The proposed iFit fitness testing platform was installed for clinical testing in the Chang Gung Health and Culture Village as shown in Figure 1. We recruited 101 subjects, aged 60 or above (N = 530, 30 September 2012), with a male/female ratio of 26.7% to 73.3% from Chang Gung Health and Culture Village. Subjects with a history of psychological problems, mental and motor dysfunctions, or cognitive deficits were excluded from this study. Others were excluded on a case by case basis on account primarily of severe cardiovascular disease, cognitive impairment or medical conditions rendering them unable to participate or use the system. We obtained ethics approval for our study from the Institutional Review Board (the “IRB”) of Chang Gung Medical Foundation. All relevant ethical safeguards have been met in relation to patient or subject protection. After we meticulously explained the purposes of this study to the subjects, all subjects signed informed consent forms before participating. In addition, the subjects of the photographs in this manuscript have given written informed consent to publication of their photographs.


Subjects were first introduced to the platform and guided through its usage. Detailed explanations were given regarding traditional testing items including grip strength, flexibility, balance and reaction, along with the corresponding iFit games. iFit testing focused primarily on four test items:

  • Flexibility test: the subject sits on the platform and stretches forward. Subjects not in the habit of exercising were prompted to warm up prior to testing to avoid possible injury during stretching.
  • Grip strength test: the subject tightly grips an object, rests for two minutes and then repeats, taking the average of the two instances.
  • Balance test: the subject stands on one foot with his eyes closed, with the platform recording the duration in seconds. The subject then rests for two minutes and repeats, taking the average of the two instances.
  • Reaction time test: the subject sits on the platform, recording the time and required to catch the object.

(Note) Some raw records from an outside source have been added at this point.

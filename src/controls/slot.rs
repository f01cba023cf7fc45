use std::cell::OnceCell;

use super::DragControls;

/// Per-component storage for a [`DragControls`] registry.
///
/// The owning component keeps one slot in its own state. The registry is
/// created the first time it is asked for and the same instance is handed
/// out for the rest of the component's life; dropping the component drops
/// the slot and the registry with it.
#[derive(Debug, Default)]
pub struct DragControlsSlot {
    controls: OnceCell<DragControls>,
}

impl DragControlsSlot {
    /// Create an empty slot.
    #[must_use]
    pub const fn new() -> Self {
        Self {
            controls: OnceCell::new(),
        }
    }

    /// The component's registry, created on first call.
    pub fn get_or_create(&self) -> &DragControls {
        self.controls.get_or_init(|| {
            log::debug!("creating drag controls");
            DragControls::new()
        })
    }

    /// The registry if it has been created.
    #[must_use]
    pub fn get(&self) -> Option<&DragControls> {
        self.controls.get()
    }
}

#[cfg(test)]
mod tests {
    use super::*;

    #[test]
    fn slot_creates_once() {
        let slot = DragControlsSlot::new();
        assert!(slot.get().is_none());

        let first = slot.get_or_create().clone();
        let second = slot.get_or_create();
        assert!(first.ptr_eq(second));
        assert!(slot.get().is_some_and(|controls| controls.ptr_eq(&first)));
    }

    #[test]
    fn separate_slots_hold_separate_registries() {
        let a = DragControlsSlot::default();
        let b = DragControlsSlot::default();
        assert!(!a.get_or_create().ptr_eq(b.get_or_create()));
    }
}
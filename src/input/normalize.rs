//! Pointer normalization.
//!
//! Legacy mouse and touch events are rewritten into the unified
//! [`NormalizedPointerEvent`] shape so gesture code never branches on
//! input modality.

use std::borrow::Cow;

use super::event::{
    MouseEventData, NativeEvent, NormalizedPointerEvent, PointerType,
    TouchEventData,
};
use crate::error::DragControlsError;

/// Pointer id the platform assigns to the mouse.
const MOUSE_POINTER_ID: i32 = 1;

/// Convert a native event into the canonical pointer shape.
///
/// Unified pointer events are returned borrowed. Mouse and touch events
/// produce an owned event and log a deprecation warning.
///
/// # Errors
///
/// Returns [`DragControlsError::InvalidEvent`] for a touch event with no
/// active and no changed touches.
pub fn normalize(
    event: &NativeEvent,
) -> Result<Cow<'_, NormalizedPointerEvent>, DragControlsError> {
    match event {
        NativeEvent::Pointer(pointer) => Ok(Cow::Borrowed(pointer)),
        NativeEvent::Mouse(mouse) => {
            warn_deprecated(PointerType::Mouse);
            Ok(Cow::Owned(from_mouse(mouse)))
        }
        NativeEvent::Touch(touch) => {
            warn_deprecated(PointerType::Touch);
            from_touch(touch).map(Cow::Owned)
        }
    }
}

fn warn_deprecated(kind: PointerType) {
    log::warn!(
        "drag controls started from a legacy {} event; pass a pointer event \
         instead",
        kind.as_str()
    );
}

const fn from_mouse(mouse: &MouseEventData) -> NormalizedPointerEvent {
    NormalizedPointerEvent {
        pointer_id: MOUSE_POINTER_ID,
        pointer_type: PointerType::Mouse,
        is_primary: true,
        page: mouse.page,
        client: mouse.client,
        button: mouse.button,
        buttons: mouse.buttons,
        modifiers: mouse.modifiers,
    }
}

fn from_touch(
    touch: &TouchEventData,
) -> Result<NormalizedPointerEvent, DragControlsError> {
    // Ended touches only appear in `changed_touches`.
    let primary = touch
        .touches
        .first()
        .or_else(|| touch.changed_touches.first())
        .ok_or_else(|| {
            DragControlsError::InvalidEvent(
                "touch event has no active or changed touches".to_owned(),
            )
        })?;

    Ok(NormalizedPointerEvent {
        pointer_id: primary.identifier,
        pointer_type: PointerType::Touch,
        is_primary: true,
        page: primary.page,
        client: primary.client,
        button: 0,
        buttons: u16::from(!touch.touches.is_empty()),
        modifiers: touch.modifiers,
    })
}

#[cfg(test)]
mod tests {
    use glam::DVec2;
    use log::Level;

    use super::*;
    use crate::input::event::{Modifiers, TouchPoint};
    use crate::test_log;

    fn touch_at(identifier: i32, x: f64, y: f64) -> TouchPoint {
        TouchPoint {
            identifier,
            page: DVec2::new(x, y),
            client: DVec2::new(x, y - 2.0),
        }
    }

    #[test]
    fn pointer_event_passes_through_by_reference() {
        let pointer = NormalizedPointerEvent {
            pointer_id: 7,
            pointer_type: PointerType::Pen,
            is_primary: false,
            page: DVec2::new(1.0, 2.0),
            client: DVec2::new(3.0, 4.0),
            ..NormalizedPointerEvent::default()
        };
        let native = NativeEvent::Pointer(pointer);

        let normalized = normalize(&native).unwrap();
        let Cow::Borrowed(borrowed) = normalized else {
            panic!("pointer events must not be copied");
        };
        let NativeEvent::Pointer(original) = &native else {
            unreachable!();
        };
        assert!(std::ptr::eq(borrowed, original));
        assert_eq!(*borrowed, pointer);
    }

    #[test]
    fn mouse_event_becomes_primary_mouse_pointer() {
        let mouse = MouseEventData {
            page: DVec2::new(10.0, 420.0),
            client: DVec2::new(10.0, 20.0),
            button: 0,
            buttons: 1,
            modifiers: Modifiers {
                shift: true,
                ..Modifiers::default()
            },
        };

        let native = NativeEvent::Mouse(mouse);
        let normalized = normalize(&native).unwrap();
        assert_eq!(normalized.client, DVec2::new(10.0, 20.0));
        assert_eq!(normalized.page, DVec2::new(10.0, 420.0));
        assert!(normalized.is_primary);
        assert_eq!(normalized.pointer_type, PointerType::Mouse);
        assert_eq!(normalized.pointer_id, MOUSE_POINTER_ID);
        assert_eq!(normalized.buttons, 1);
        assert!(normalized.modifiers.shift);
    }

    #[test]
    fn touch_uses_first_active_touch() {
        let touch = TouchEventData {
            touches: vec![touch_at(4, 5.0, 7.0), touch_at(9, 50.0, 70.0)],
            changed_touches: vec![touch_at(9, 50.0, 70.0)],
            ..TouchEventData::default()
        };

        let native = NativeEvent::Touch(touch);
        let normalized = normalize(&native).unwrap();
        assert_eq!(normalized.page, DVec2::new(5.0, 7.0));
        assert_eq!(normalized.client, DVec2::new(5.0, 5.0));
        assert_eq!(normalized.pointer_id, 4);
        assert!(normalized.is_primary);
        assert_eq!(normalized.pointer_type, PointerType::Touch);
    }

    #[test]
    fn touch_falls_back_to_changed_touches() {
        let touch = TouchEventData {
            touches: Vec::new(),
            changed_touches: vec![touch_at(2, 30.0, 40.0)],
            ..TouchEventData::default()
        };

        let native = NativeEvent::Touch(touch);
        let normalized = normalize(&native).unwrap();
        assert_eq!(normalized.page, DVec2::new(30.0, 40.0));
        assert_eq!(normalized.pointer_id, 2);
        assert_eq!(normalized.buttons, 0);
    }

    #[test]
    fn touch_without_contacts_is_invalid() {
        let native = NativeEvent::Touch(TouchEventData::default());
        let result = normalize(&native);
        assert!(matches!(result, Err(DragControlsError::InvalidEvent(_))));
    }

    #[test]
    fn only_legacy_input_logs_a_deprecation_warning() {
        let pointer = NativeEvent::Pointer(NormalizedPointerEvent::default());
        let mouse = NativeEvent::Mouse(MouseEventData::default());
        let touch = NativeEvent::Touch(TouchEventData {
            touches: vec![touch_at(0, 1.0, 1.0)],
            ..TouchEventData::default()
        });

        let (_, records) = test_log::capture(|| normalize(&pointer).is_ok());
        assert_eq!(test_log::count(&records, Level::Warn), 0);

        let (_, records) = test_log::capture(|| normalize(&mouse).is_ok());
        assert_eq!(test_log::count(&records, Level::Warn), 1);
        assert!(records[0].1.contains("legacy mouse event"));

        let (_, records) = test_log::capture(|| normalize(&touch).is_ok());
        assert_eq!(test_log::count(&records, Level::Warn), 1);
        assert!(records[0].1.contains("legacy touch event"));
    }
}
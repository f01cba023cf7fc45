//! Browser adapter.
//!
//! Narrows a `web_sys` event once, at the boundary, into the tagged
//! [`RawInputEvent`] the rest of the crate consumes.

use glam::DVec2;
use wasm_bindgen::JsCast;
use web_sys::{Event, MouseEvent, PointerEvent, Touch, TouchEvent, TouchList};

use super::event::{
    Modifiers, MouseEventData, NativeEvent, NormalizedPointerEvent,
    PointerType, RawInputEvent, TouchEventData, TouchPoint,
};

/// Modifier state of any DOM event exposing the `*_key()` accessors.
macro_rules! modifiers_of {
    ($event:expr) => {
        Modifiers {
            shift: $event.shift_key(),
            ctrl: $event.ctrl_key(),
            alt: $event.alt_key(),
            meta: $event.meta_key(),
        }
    };
}

impl RawInputEvent {
    /// Tag a DOM event by its concrete interface.
    ///
    /// Returns `None` for events that carry no pointer position (keyboard,
    /// focus, ...).
    #[must_use]
    pub fn from_web_event(event: &Event) -> Option<Self> {
        // PointerEvent inherits from MouseEvent, so it must be tried first.
        if let Some(pointer) = event.dyn_ref::<PointerEvent>() {
            return Some(Self::from(pointer));
        }
        if let Some(mouse) = event.dyn_ref::<MouseEvent>() {
            return Some(Self::from(mouse));
        }
        event.dyn_ref::<TouchEvent>().map(Self::from)
    }
}

impl From<&PointerEvent> for RawInputEvent {
    fn from(event: &PointerEvent) -> Self {
        let pointer_type = match event.pointer_type().as_str() {
            "mouse" => PointerType::Mouse,
            "touch" => PointerType::Touch,
            "pen" => PointerType::Pen,
            _ => PointerType::Pointer,
        };
        Self::Native(NativeEvent::Pointer(NormalizedPointerEvent {
            pointer_id: event.pointer_id(),
            pointer_type,
            is_primary: event.is_primary(),
            page: DVec2::new(f64::from(event.page_x()), f64::from(event.page_y())),
            client: DVec2::new(
                f64::from(event.client_x()),
                f64::from(event.client_y()),
            ),
            button: event.button(),
            buttons: event.buttons(),
            modifiers: modifiers_of!(event),
        }))
    }
}

impl From<&MouseEvent> for RawInputEvent {
    fn from(event: &MouseEvent) -> Self {
        Self::Native(NativeEvent::Mouse(MouseEventData {
            page: DVec2::new(f64::from(event.page_x()), f64::from(event.page_y())),
            client: DVec2::new(
                f64::from(event.client_x()),
                f64::from(event.client_y()),
            ),
            button: event.button(),
            buttons: event.buttons(),
            modifiers: modifiers_of!(event),
        }))
    }
}

impl From<&TouchEvent> for RawInputEvent {
    fn from(event: &TouchEvent) -> Self {
        Self::Native(NativeEvent::Touch(TouchEventData {
            touches: touch_points(&event.touches()),
            changed_touches: touch_points(&event.changed_touches()),
            modifiers: modifiers_of!(event),
        }))
    }
}

fn touch_points(list: &TouchList) -> Vec<TouchPoint> {
    (0..list.length())
        .filter_map(|idx| list.item(idx))
        .map(|touch| touch_point(&touch))
        .collect()
}

fn touch_point(touch: &Touch) -> TouchPoint {
    TouchPoint {
        identifier: touch.identifier(),
        page: DVec2::new(f64::from(touch.page_x()), f64::from(touch.page_y())),
        client: DVec2::new(
            f64::from(touch.client_x()),
            f64::from(touch.client_y()),
        ),
    }
}
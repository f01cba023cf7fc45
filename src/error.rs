//! Crate-level error types.

use std::fmt;

/// Errors produced by the drag-controls crate.
#[derive(Debug)]
pub enum DragControlsError {
    /// A touch event reached the normalizer with no contact points in
    /// either its active or its changed list.
    InvalidEvent(String),
    /// Generic I/O failure.
    Io(std::io::Error),
    /// TOML options parsing/serialization failure.
    OptionsParse(String),
    /// A replay file could not be decoded.
    Replay(String),
}

impl fmt::Display for DragControlsError {
    fn fmt(&self, f: &mut fmt::Formatter<'_>) -> fmt::Result {
        match self {
            Self::InvalidEvent(msg) => write!(f, "invalid input event: {msg}"),
            Self::Io(e) => write!(f, "I/O error: {e}"),
            Self::OptionsParse(msg) => {
                write!(f, "options parse error: {msg}")
            }
            Self::Replay(msg) => write!(f, "replay error: {msg}"),
        }
    }
}

impl std::error::Error for DragControlsError {
    fn source(&self) -> Option<&(dyn std::error::Error + 'static)> {
        match self {
            Self::Io(e) => Some(e),
            _ => None,
        }
    }
}

impl From<std::io::Error> for DragControlsError {
    fn from(e: std::io::Error) -> Self {
        Self::Io(e)
    }
}

impl From<serde_json::Error> for DragControlsError {
    fn from(e: serde_json::Error) -> Self {
        Self::Replay(e.to_string())
    }
}
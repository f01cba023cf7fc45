use glam::DVec2;
use serde::{Deserialize, Serialize};

/// Input modality reported by a normalized pointer event.
///
/// Serialized as the lowercase strings the platform uses (`"mouse"`,
/// `"touch"`, `"pen"`), so replay files stay readable.
#[derive(
    Debug, Clone, Copy, PartialEq, Eq, Hash, Default, Serialize, Deserialize,
)]
#[serde(rename_all = "lowercase")]
pub enum PointerType {
    /// Mouse or trackpad.
    #[default]
    Mouse,
    /// Finger on a touch surface.
    Touch,
    /// Stylus.
    Pen,
    /// A unified pointer event whose device kind the platform did not
    /// report.
    Pointer,
}

impl PointerType {
    /// Platform string for this pointer type.
    #[must_use]
    pub const fn as_str(self) -> &'static str {
        match self {
            Self::Mouse => "mouse",
            Self::Touch => "touch",
            Self::Pen => "pen",
            Self::Pointer => "pointer",
        }
    }
}

/// Which coordinate space to read a point from.
#[derive(Debug, Clone, Copy, PartialEq, Eq, Default)]
pub enum PointKind {
    /// Document-relative coordinates (includes scroll offset).
    #[default]
    Page,
    /// Viewport-relative coordinates.
    Client,
}

/// Keyboard modifier state captured with a pointer or mouse event.
#[derive(
    Debug, Clone, Copy, PartialEq, Eq, Default, Serialize, Deserialize,
)]
#[serde(default)]
#[allow(clippy::struct_excessive_bools)]
pub struct Modifiers {
    /// Shift held.
    pub shift: bool,
    /// Control held.
    pub ctrl: bool,
    /// Alt / Option held.
    pub alt: bool,
    /// Meta / Command held.
    pub meta: bool,
}

/// Canonical pointer representation consumed by drag handles.
///
/// Unified pointer events already have this shape and travel through the
/// normalizer untouched. Legacy mouse and touch events are rewritten into
/// it with `is_primary` forced to `true`.
#[derive(Debug, Clone, Copy, PartialEq, Serialize, Deserialize)]
#[serde(default)]
pub struct NormalizedPointerEvent {
    /// Platform pointer identifier (`1` for the mouse, the touch
    /// identifier for touches).
    pub pointer_id: i32,
    /// Device kind that produced the event.
    pub pointer_type: PointerType,
    /// Whether this is the primary contact point.
    pub is_primary: bool,
    /// Document-relative position.
    pub page: DVec2,
    /// Viewport-relative position.
    pub client: DVec2,
    /// Button that changed state (`0` = main button, `-1` = none).
    pub button: i16,
    /// Bitmask of buttons currently held.
    pub buttons: u16,
    /// Modifier keys held when the event fired.
    pub modifiers: Modifiers,
}

impl Default for NormalizedPointerEvent {
    fn default() -> Self {
        Self {
            pointer_id: 1,
            pointer_type: PointerType::Mouse,
            is_primary: true,
            page: DVec2::ZERO,
            client: DVec2::ZERO,
            button: 0,
            buttons: 0,
            modifiers: Modifiers::default(),
        }
    }
}

impl NormalizedPointerEvent {
    /// Position in the requested coordinate space.
    #[must_use]
    pub const fn point(&self, kind: PointKind) -> DVec2 {
        match kind {
            PointKind::Page => self.page,
            PointKind::Client => self.client,
        }
    }
}

/// A legacy mouse event.
#[derive(Debug, Clone, Copy, PartialEq, Default, Serialize, Deserialize)]
#[serde(default)]
pub struct MouseEventData {
    /// Document-relative position.
    pub page: DVec2,
    /// Viewport-relative position.
    pub client: DVec2,
    /// Button that changed state.
    pub button: i16,
    /// Bitmask of buttons currently held.
    pub buttons: u16,
    /// Modifier keys held when the event fired.
    pub modifiers: Modifiers,
}

/// One contact point of a legacy touch event.
#[derive(Debug, Clone, Copy, PartialEq, Default, Serialize, Deserialize)]
#[serde(default)]
pub struct TouchPoint {
    /// Identifier stable for the lifetime of the contact.
    pub identifier: i32,
    /// Document-relative position.
    pub page: DVec2,
    /// Viewport-relative position.
    pub client: DVec2,
}

/// A legacy multi-touch event.
#[derive(Debug, Clone, PartialEq, Default, Serialize, Deserialize)]
#[serde(default)]
pub struct TouchEventData {
    /// Contacts currently on the surface.
    pub touches: Vec<TouchPoint>,
    /// Contacts that changed in this event (ended contacts on release).
    pub changed_touches: Vec<TouchPoint>,
    /// Modifier keys held when the event fired.
    pub modifiers: Modifiers,
}

/// A platform input event, tagged by the adapter that received it.
#[derive(Debug, Clone, PartialEq, Serialize, Deserialize)]
#[serde(tag = "type", rename_all = "snake_case")]
pub enum NativeEvent {
    /// Unified pointer event.
    Pointer(NormalizedPointerEvent),
    /// Legacy mouse event.
    Mouse(MouseEventData),
    /// Legacy touch event.
    Touch(TouchEventData),
}

impl NativeEvent {
    /// Whether this event comes from the pointer a single-pointer gesture
    /// should follow.
    ///
    /// Mouse and pointer events qualify only for the main button (and,
    /// for pointer events, the primary pointer). Touch events qualify
    /// while at most one finger is down.
    #[must_use]
    pub const fn is_primary_pointer(&self) -> bool {
        match self {
            Self::Pointer(event) => event.is_primary && event.button <= 0,
            Self::Mouse(event) => event.button <= 0,
            Self::Touch(event) => event.touches.len() <= 1,
        }
    }
}

/// UI-framework wrapper around a native event.
#[derive(Debug, Clone, PartialEq, Serialize, Deserialize)]
pub struct SyntheticEvent {
    /// The platform event the framework wrapped.
    pub native_event: NativeEvent,
}

/// Any event a caller may hand to
/// [`DragControls::start`](crate::controls::DragControls::start).
#[derive(Debug, Clone, PartialEq, Serialize, Deserialize)]
#[serde(rename_all = "snake_case")]
pub enum RawInputEvent {
    /// An event straight from the platform.
    Native(NativeEvent),
    /// A framework-wrapped event.
    Synthetic(SyntheticEvent),
}

impl RawInputEvent {
    /// The platform event, unwrapping a framework wrapper if present.
    #[must_use]
    pub const fn native_event(&self) -> &NativeEvent {
        match self {
            Self::Native(event) => event,
            Self::Synthetic(wrapper) => &wrapper.native_event,
        }
    }
}

impl From<NativeEvent> for RawInputEvent {
    fn from(event: NativeEvent) -> Self {
        Self::Native(event)
    }
}

impl From<SyntheticEvent> for RawInputEvent {
    fn from(event: SyntheticEvent) -> Self {
        Self::Synthetic(event)
    }
}

impl From<NormalizedPointerEvent> for RawInputEvent {
    fn from(event: NormalizedPointerEvent) -> Self {
        Self::Native(NativeEvent::Pointer(event))
    }
}

impl From<MouseEventData> for RawInputEvent {
    fn from(event: MouseEventData) -> Self {
        Self::Native(NativeEvent::Mouse(event))
    }
}

impl From<TouchEventData> for RawInputEvent {
    fn from(event: TouchEventData) -> Self {
        Self::Native(NativeEvent::Touch(event))
    }
}
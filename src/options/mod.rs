//! Drag options forwarded to every subscribed handle, with TOML preset
//! support.
//!
//! The registry never reads these; only `snap_to_cursor` has a meaning
//! this crate documents. Every other key is kept in [`DragOptions::extra`]
//! and reaches the drag engine untouched.

use std::path::Path;

use schemars::JsonSchema;
use serde::{Deserialize, Serialize};
use serde_json::{Map, Value};

use crate::error::DragControlsError;

/// Caller-supplied configuration for one remotely started drag.
#[derive(
    Debug, Clone, Serialize, Deserialize, PartialEq, Eq, Default, JsonSchema,
)]
#[serde(default)]
pub struct DragOptions {
    /// Move the element so its origin sits under the cursor when the drag
    /// starts.
    pub snap_to_cursor: bool,
    /// Drag-engine settings this layer does not interpret.
    #[serde(flatten)]
    pub extra: Map<String, Value>,
}

impl DragOptions {
    /// Options with `snap_to_cursor` enabled.
    #[must_use]
    pub fn snap_to_cursor() -> Self {
        Self {
            snap_to_cursor: true,
            ..Self::default()
        }
    }

    /// Look up an opaque pass-through field.
    #[must_use]
    pub fn get(&self, key: &str) -> Option<&Value> {
        self.extra.get(key)
    }

    /// Generate JSON Schema for the recognized fields.
    #[must_use]
    pub fn json_schema() -> schemars::Schema {
        schemars::schema_for!(Self)
    }

    /// Load options from a TOML file. Missing fields use defaults.
    ///
    /// # Errors
    ///
    /// Fails if the file cannot be read or is not valid options TOML.
    pub fn load(path: &Path) -> Result<Self, DragControlsError> {
        let content = std::fs::read_to_string(path)?;
        toml::from_str(&content)
            .map_err(|e| DragControlsError::OptionsParse(e.to_string()))
    }

    /// Save options to a TOML file (pretty-printed).
    ///
    /// # Errors
    ///
    /// Fails if serialization or any filesystem write fails.
    pub fn save(&self, path: &Path) -> Result<(), DragControlsError> {
        let content = toml::to_string_pretty(self)
            .map_err(|e| DragControlsError::OptionsParse(e.to_string()))?;
        if let Some(parent) = path.parent() {
            std::fs::create_dir_all(parent)?;
        }
        std::fs::write(path, content).map_err(DragControlsError::Io)
    }

    /// List available preset names (TOML file stems) in a directory.
    #[must_use]
    pub fn list_presets(dir: &Path) -> Vec<String> {
        let mut names = Vec::new();
        if let Ok(entries) = std::fs::read_dir(dir) {
            for entry in entries.flatten() {
                let path = entry.path();
                if path.extension().is_some_and(|ext| ext == "toml") {
                    if let Some(stem) =
                        path.file_stem().and_then(|s| s.to_str())
                    {
                        names.push(stem.to_owned());
                    }
                }
            }
        }
        names.sort();
        names
    }
}
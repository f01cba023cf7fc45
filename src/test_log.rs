//! Log capture for unit tests.
//!
//! One process-wide logger records into a per-thread buffer, so tests
//! running in parallel only see their own records.

use std::cell::RefCell;
use std::sync::Once;

use log::{Level, LevelFilter, Log, Metadata, Record};

thread_local! {
    static RECORDS: RefCell<Vec<(Level, String)>> = const { RefCell::new(Vec::new()) };
}

struct CaptureLogger;

impl Log for CaptureLogger {
    fn enabled(&self, _: &Metadata<'_>) -> bool {
        true
    }

    fn log(&self, record: &Record<'_>) {
        RECORDS.with(|records| {
            records
                .borrow_mut()
                .push((record.level(), record.args().to_string()));
        });
    }

    fn flush(&self) {}
}

static LOGGER: CaptureLogger = CaptureLogger;
static INSTALL: Once = Once::new();

/// Run `f` and return its result with every record it logged on this
/// thread.
pub(crate) fn capture<R>(f: impl FnOnce() -> R) -> (R, Vec<(Level, String)>) {
    INSTALL.call_once(|| {
        let _ = log::set_logger(&LOGGER);
        log::set_max_level(LevelFilter::Trace);
    });
    RECORDS.with(|records| records.borrow_mut().clear());
    let result = f();
    let records = RECORDS.with(|records| records.take());
    (result, records)
}

/// Number of records at exactly `level`.
pub(crate) fn count(records: &[(Level, String)], level: Level) -> usize {
    records.iter().filter(|(lvl, _)| *lvl == level).count()
}
use crate::input::NormalizedPointerEvent;
use crate::options::DragOptions;

/// One draggable element's willingness to be started remotely.
///
/// Implemented by the per-element drag engine. Handles are shared through
/// `Rc` and called through `&self`, so implementors keep their gesture
/// state behind `Cell`/`RefCell`. A handle may subscribe or unsubscribe
/// itself (or others) from inside any of these callbacks.
pub trait ElementHandle {
    /// Begin a drag gesture from `event`.
    ///
    /// `options` is forwarded exactly as the caller passed it to
    /// [`DragControls::start`](super::DragControls::start).
    fn start(
        &self,
        event: &NormalizedPointerEvent,
        options: Option<&DragOptions>,
    );

    /// End the current gesture as if the pointer were released.
    fn stop(&self) {}

    /// Abort the current gesture without release behavior.
    fn cancel(&self) {}
}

Figure 2 illustrates the experimental procedure. The researchers first introduced the platform and showed a video depicting the experimental process. Researchers also determined whether it was the first time the subjects had participated in fitness testing, and then guided first time subjects in complete a traditional fitness test, the data from which were recorded. Next, the subjects completed the iFit test. In this process, the research team members did not need to record data and could focus primarily on assisting the subjects in completing the test process. Finally, the subjects were asked to complete a questionnaire. Figure 3 shows the formal experimental procedures for the traditional and iFit tests. Subject suggestions and feedback on the process, obtained either through the questionnaires or through video recorded interviews, were collected for future improvement of the iFit platform.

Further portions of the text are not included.